The Genesis myths are not to be taken literally as if they were history or science.
That’s the falsehood being taught as Creationism and Intelligent Design.
The Genesis myths are to be heard as stories offering clues
to the spiritual potentialities of the human life 'in relationship'.
And the new myth we need to hear at this time is:
we are all connected, and connected with the earth.
oo0oo
For many, the forest and the bush are ideal places to feel immersed in the mysteries of creation.
And the first Sunday in a ‘down under’ Spring
is a good day to begin the celebration of the Season of Creation.
Because Spring calls us forward to a ‘new’ religious sensitivity.
Of the need to reconstruct a theology
which requires humans to remember their kinship with creation.
The ‘old time’ religion was centred on the individual.
The ‘new’ religion needs to be centred in relationships and the environment.
Jesus attempted to model a new kind of community to his followers.
But for several reasons, some chose to turn away.
His model was too demanding.
His model was saying one’s actions should not just be seen
in terms of the end only,
but in terms of the whole network of effects.
They wanted to remain individuals,
so their own needs,
so their own sense of power, could be satisfied.
They couldn’t see that by not reaching out to others
- both out of concern as well as out of respect for the value of the other person -
they were stunting their own lives.
Those who turned away were people of small ‘size’...

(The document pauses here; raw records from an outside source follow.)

//! Parlay Core - shared types for the parlay research tool
//!
//! Namespaces and the cache entry codec used by the storage tiers, the
//! payload shapes exchanged with the AI client, the parlay slip, and the
//! error taxonomy every other crate returns.

pub mod clock;
pub mod domain;
pub mod entry;
pub mod error;
pub mod namespace;
pub mod slip;

pub use clock::{Clock, ManualClock, SystemClock};
pub use domain::{
    game_key, AnalysisResult, Game, MatchupPayload, PropLeg, RosterPlayer, RosterSnapshot,
    SchedulePayload, Source,
};
pub use entry::{CacheEntry, CorruptEntry};
pub use error::{
    ConfigError, LlmError, LocalStoreError, ParlayError, ParlayResult, RemoteError,
    RemoteErrorKind, ValidationError,
};
pub use namespace::{LocalKey, Namespace, NamespaceParseError, LOCAL_KEY_PREFIX};
pub use slip::{american_to_decimal, decimal_to_american, ParlaySlip, SlipLeg};
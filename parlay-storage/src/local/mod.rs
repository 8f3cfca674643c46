//! Local key-value tier.
//!
//! The local tier is a flat string-to-string store with finite capacity,
//! the same contract a browser's local storage offers. Backends report a
//! full store as [`LocalStoreError::QuotaExceeded`] so the service can
//! evict and retry.

pub mod lmdb;
pub mod memory;

pub use lmdb::LmdbLocalStore;
pub use memory::MemoryLocalStore;

use async_trait::async_trait;
use parlay_core::{LocalKey, LocalStoreError, Namespace};

#[async_trait]
pub trait LocalStore: Send + Sync {
    async fn get(&self, key: &str) -> Result<Option<String>, LocalStoreError>;

    async fn set(&self, key: &str, value: &str) -> Result<(), LocalStoreError>;

    /// Returns whether a value was removed.
    async fn delete(&self, key: &str) -> Result<bool, LocalStoreError>;

    /// Every key in the store, including keys this crate did not write.
    async fn keys(&self) -> Result<Vec<String>, LocalStoreError>;
}

/// Raw keys belonging to `namespace`, or to any namespace when `None`.
pub(crate) async fn owned_keys(
    store: &dyn LocalStore,
    namespace: Option<Namespace>,
) -> Result<Vec<String>, LocalStoreError> {
    let keys = store.keys().await?;
    Ok(keys
        .into_iter()
        .filter(|raw| match LocalKey::parse(raw) {
            Some(key) => namespace.map_or(true, |ns| key.namespace == ns),
            None => false,
        })
        .collect())
}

To live the ‘new’ humanity which Jesus modelled,
requires us to become people of ‘S-I-Z-E’.
When we do, we begin to live in hope and can share in
the dream and the journey started by the Galilean.
Because the future is always different from the past.
And where there is life, there is hope.
Notes:
Campbell, J. 1988. The power of myth. Conversations with Bill Moyers. PBS TV. NY: New York. Doubleday/Bantam.
Collins, P. 1995. God’s earth. Religion as if it really mattered. VIC: Melbourne. HarperCollins.
Suzuki, D; A. McConnell. 1997. The sacred balance. Rediscovering our place in nature. NSW: Sydney. Allen & Unwin.